Dalcom offers two levels of help desk support. Level 1 is direct-to-store support in which stores call directly into Dalcom’s help desk. This level is perfect for retailers that don’t have an internal IT staff to diagnose problems. Level 2 is help-desk- to-help-desk support, in which a store calls its own central support center, which performs some level of diagnosis. If the problem persists, the central support center calls Dalcom’s help desk for final resolution.

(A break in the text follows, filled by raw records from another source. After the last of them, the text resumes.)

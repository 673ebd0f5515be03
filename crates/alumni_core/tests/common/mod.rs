#![allow(dead_code)]

use alumni_core::model::alumni::AlumniForm;
use alumni_core::model::department::DepartmentForm;
use alumni_core::model::event::EventForm;
use alumni_core::model::student::StudentForm;
use alumni_core::{ReadOutcome, Role, Session, StoreConfig};
use std::path::{Path, PathBuf};
use tempfile::TempDir;

pub fn admin_session() -> Session {
    Session::open(Role::Admin, &StoreConfig::memory("admin", "secret"))
        .expect("admin in-memory session")
}

/// File-backed store shared by sessions of different roles.
pub fn store_file() -> (TempDir, PathBuf) {
    let dir = tempfile::tempdir().expect("temp dir");
    let path = dir.path().join("alumni.db");
    (dir, path)
}

pub fn open_as(role: Role, path: &Path) -> Session {
    Session::open(role, &StoreConfig::file(path, role.account_name(), "secret"))
        .expect("file-backed session")
}

pub fn add_department(session: &Session, dept_id: i64, name: &str) {
    session
        .departments()
        .add(&DepartmentForm {
            dept_id: dept_id.to_string(),
            name: name.to_string(),
            hod: format!("Head of {name}"),
        })
        .expect("add department");
}

pub fn add_alumni(session: &Session, alumni_id: i64, name: &str, dept_id: i64) {
    session
        .alumni()
        .add(&AlumniForm {
            alumni_id: alumni_id.to_string(),
            name: name.to_string(),
            email: format!("{}@alumni.example", name.to_ascii_lowercase()),
            phone_number: String::new(),
            graduation_year: "2020".to_string(),
            company: String::new(),
            department: dept_id.to_string(),
        })
        .expect("add alumni");
}

pub fn add_student(session: &Session, student_id: i64, name: &str, dept_id: i64) {
    session
        .students()
        .add(&StudentForm {
            student_id: student_id.to_string(),
            name: name.to_string(),
            email: format!("{}@student.example", name.to_ascii_lowercase()),
            phone: String::new(),
            batch_year: "2024".to_string(),
            department: dept_id.to_string(),
        })
        .expect("add student");
}

pub fn add_event(session: &Session, event_id: i64, name: &str, date: &str) {
    session
        .events()
        .add(&EventForm {
            event_id: event_id.to_string(),
            name: name.to_string(),
            description: String::new(),
            location: "Main Hall".to_string(),
            date: date.to_string(),
        })
        .expect("add event");
}

/// Display text of one named column, in row order.
pub fn column_text(outcome: &ReadOutcome, column: &str) -> Vec<String> {
    let index = outcome
        .columns()
        .iter()
        .position(|name| name == column)
        .unwrap_or_else(|| panic!("missing column {column}"));
    outcome
        .rows()
        .iter()
        .map(|row| row[index].to_string())
        .collect()
}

Lindsay says Monday is the busiest day for the help desk, and the most common calls concern a credit card connection that is down, a crashed hard drive, or an OS error. The help desk personnel troubleshoot the problems by connecting to the users’ systems using remote control software such as PC Anywhere, VNC, or Remote Desktop. If the problem is hardware related, a technician is dispatched to the site. Lindsay says, though, that the majority of problems are fixed over the phone or via remote access. “Having our help desk open 24/7 shows our clients we are committed to solving their problems. By developing that kind of trust, our clients are more likely to spend more of their IT dollars with us and to recommend us to other clients.”

Refocus Your POS Sales Approach
In addition to focusing on building its help desk and break/fix services, Dalcom needed some changes to its sales strategy and workforce. In the early days of the company, certain employees would focus on selling for an extended period of time and follow that up with an intense period of installing the recently sold systems. During the installation phase, though, the selling would stop.

When Lindsay joined the company in January 2006, there was only one person assigned to full-time sales. Now, the two of them are focused on sales, and the plan is to add additional experienced salespeople dedicated to the company’s key markets. Lindsay also plans to develop a formal marketing plan to help boost the leads the company receives from vendors and word of mouth. That plan, the additional service and sales employees, and the company’s POS software packages are what Greene says will help his company grow by $2 million this year. “Our biggest challenge is finding enough qualified employees in this specialized type of business to handle our rapid growth,” he concludes.